WHAT IS BEING ASKED:
In the entries below, find each line bearing the string "staged" and copy it.

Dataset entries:
============================================================
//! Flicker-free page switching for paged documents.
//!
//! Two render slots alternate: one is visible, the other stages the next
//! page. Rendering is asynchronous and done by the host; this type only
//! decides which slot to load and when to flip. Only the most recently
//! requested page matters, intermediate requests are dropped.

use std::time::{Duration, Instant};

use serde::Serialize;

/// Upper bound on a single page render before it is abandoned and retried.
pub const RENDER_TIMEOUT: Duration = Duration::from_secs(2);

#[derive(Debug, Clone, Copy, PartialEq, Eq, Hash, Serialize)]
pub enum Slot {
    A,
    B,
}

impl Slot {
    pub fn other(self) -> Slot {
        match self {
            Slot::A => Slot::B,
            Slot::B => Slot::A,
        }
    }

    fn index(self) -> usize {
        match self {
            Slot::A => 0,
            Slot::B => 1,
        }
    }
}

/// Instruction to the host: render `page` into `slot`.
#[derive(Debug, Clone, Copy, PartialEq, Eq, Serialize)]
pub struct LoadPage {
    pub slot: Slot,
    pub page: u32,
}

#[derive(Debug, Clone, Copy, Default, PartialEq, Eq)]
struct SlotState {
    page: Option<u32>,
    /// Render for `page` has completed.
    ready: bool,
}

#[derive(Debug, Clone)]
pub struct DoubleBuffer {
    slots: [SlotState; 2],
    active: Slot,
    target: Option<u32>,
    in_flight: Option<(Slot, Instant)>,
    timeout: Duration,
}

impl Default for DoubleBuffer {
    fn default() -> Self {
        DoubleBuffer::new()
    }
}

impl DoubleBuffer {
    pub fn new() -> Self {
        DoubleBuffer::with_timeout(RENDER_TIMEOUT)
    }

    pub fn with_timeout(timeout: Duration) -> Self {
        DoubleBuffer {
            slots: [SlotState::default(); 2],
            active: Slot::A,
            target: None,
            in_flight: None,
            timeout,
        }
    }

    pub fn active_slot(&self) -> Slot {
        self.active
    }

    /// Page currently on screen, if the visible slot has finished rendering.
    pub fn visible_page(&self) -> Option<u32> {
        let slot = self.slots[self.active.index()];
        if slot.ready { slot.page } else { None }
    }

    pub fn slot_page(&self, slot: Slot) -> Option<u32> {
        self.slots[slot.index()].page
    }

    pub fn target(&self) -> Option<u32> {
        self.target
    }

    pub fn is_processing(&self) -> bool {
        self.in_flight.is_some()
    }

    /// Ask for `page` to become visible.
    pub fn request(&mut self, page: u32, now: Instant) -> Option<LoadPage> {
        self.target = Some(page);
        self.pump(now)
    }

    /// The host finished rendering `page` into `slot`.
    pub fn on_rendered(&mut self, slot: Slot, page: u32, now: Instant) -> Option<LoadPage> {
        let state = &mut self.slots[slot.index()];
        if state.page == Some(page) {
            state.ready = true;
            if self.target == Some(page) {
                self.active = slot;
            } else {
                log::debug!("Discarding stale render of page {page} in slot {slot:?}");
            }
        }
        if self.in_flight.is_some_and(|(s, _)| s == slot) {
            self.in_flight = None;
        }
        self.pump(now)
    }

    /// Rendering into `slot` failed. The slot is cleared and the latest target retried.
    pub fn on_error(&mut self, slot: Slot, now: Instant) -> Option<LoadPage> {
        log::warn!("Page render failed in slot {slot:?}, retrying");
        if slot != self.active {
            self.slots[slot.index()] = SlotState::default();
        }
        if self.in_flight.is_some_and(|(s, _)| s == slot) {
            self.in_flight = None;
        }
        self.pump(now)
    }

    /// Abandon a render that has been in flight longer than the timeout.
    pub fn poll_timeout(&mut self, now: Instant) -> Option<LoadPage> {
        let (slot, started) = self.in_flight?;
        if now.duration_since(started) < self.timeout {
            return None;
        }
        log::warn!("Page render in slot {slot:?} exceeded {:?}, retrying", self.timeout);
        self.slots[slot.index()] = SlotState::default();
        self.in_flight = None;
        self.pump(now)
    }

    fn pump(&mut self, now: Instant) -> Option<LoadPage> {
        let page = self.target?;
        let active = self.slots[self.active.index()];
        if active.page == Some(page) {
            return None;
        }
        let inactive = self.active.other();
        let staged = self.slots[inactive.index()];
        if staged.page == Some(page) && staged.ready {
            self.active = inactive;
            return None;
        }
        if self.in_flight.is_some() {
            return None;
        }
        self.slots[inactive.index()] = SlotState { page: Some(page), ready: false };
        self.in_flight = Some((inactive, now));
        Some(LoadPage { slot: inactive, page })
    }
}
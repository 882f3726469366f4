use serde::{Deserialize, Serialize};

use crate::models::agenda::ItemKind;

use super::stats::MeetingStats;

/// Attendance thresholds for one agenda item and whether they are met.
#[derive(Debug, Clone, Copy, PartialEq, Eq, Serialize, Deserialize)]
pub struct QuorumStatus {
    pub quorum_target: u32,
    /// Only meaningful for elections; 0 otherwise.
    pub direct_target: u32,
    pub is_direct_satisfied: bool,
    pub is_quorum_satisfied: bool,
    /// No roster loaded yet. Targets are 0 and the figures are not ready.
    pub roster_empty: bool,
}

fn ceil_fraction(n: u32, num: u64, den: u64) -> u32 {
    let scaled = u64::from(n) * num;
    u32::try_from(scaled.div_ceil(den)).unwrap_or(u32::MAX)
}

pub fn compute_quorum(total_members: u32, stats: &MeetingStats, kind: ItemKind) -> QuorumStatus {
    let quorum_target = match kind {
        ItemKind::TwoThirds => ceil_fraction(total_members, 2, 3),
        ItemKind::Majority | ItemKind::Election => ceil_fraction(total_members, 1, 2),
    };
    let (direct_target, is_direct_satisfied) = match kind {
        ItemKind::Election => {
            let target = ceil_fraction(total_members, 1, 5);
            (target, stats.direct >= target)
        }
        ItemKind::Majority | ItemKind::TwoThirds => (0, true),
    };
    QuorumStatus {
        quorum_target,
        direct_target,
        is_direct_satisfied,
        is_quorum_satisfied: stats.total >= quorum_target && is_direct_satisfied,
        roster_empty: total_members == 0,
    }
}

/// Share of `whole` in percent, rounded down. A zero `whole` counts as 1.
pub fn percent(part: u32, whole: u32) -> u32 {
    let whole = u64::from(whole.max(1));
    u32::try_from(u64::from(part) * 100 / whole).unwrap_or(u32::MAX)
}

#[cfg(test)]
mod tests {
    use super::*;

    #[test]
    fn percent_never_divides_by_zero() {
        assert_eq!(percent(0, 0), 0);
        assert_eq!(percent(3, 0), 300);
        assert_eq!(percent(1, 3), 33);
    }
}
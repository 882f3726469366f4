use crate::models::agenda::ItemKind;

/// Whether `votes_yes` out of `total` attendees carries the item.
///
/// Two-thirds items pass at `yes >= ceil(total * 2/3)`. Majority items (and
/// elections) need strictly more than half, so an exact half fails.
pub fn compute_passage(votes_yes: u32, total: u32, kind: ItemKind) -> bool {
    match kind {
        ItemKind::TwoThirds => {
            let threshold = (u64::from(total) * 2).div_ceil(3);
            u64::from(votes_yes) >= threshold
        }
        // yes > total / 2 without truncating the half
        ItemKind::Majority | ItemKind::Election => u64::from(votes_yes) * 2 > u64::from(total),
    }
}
============================================================
REPLY:
        let staged = self.slots[inactive.index()];
        if staged.page == Some(page) && staged.ready {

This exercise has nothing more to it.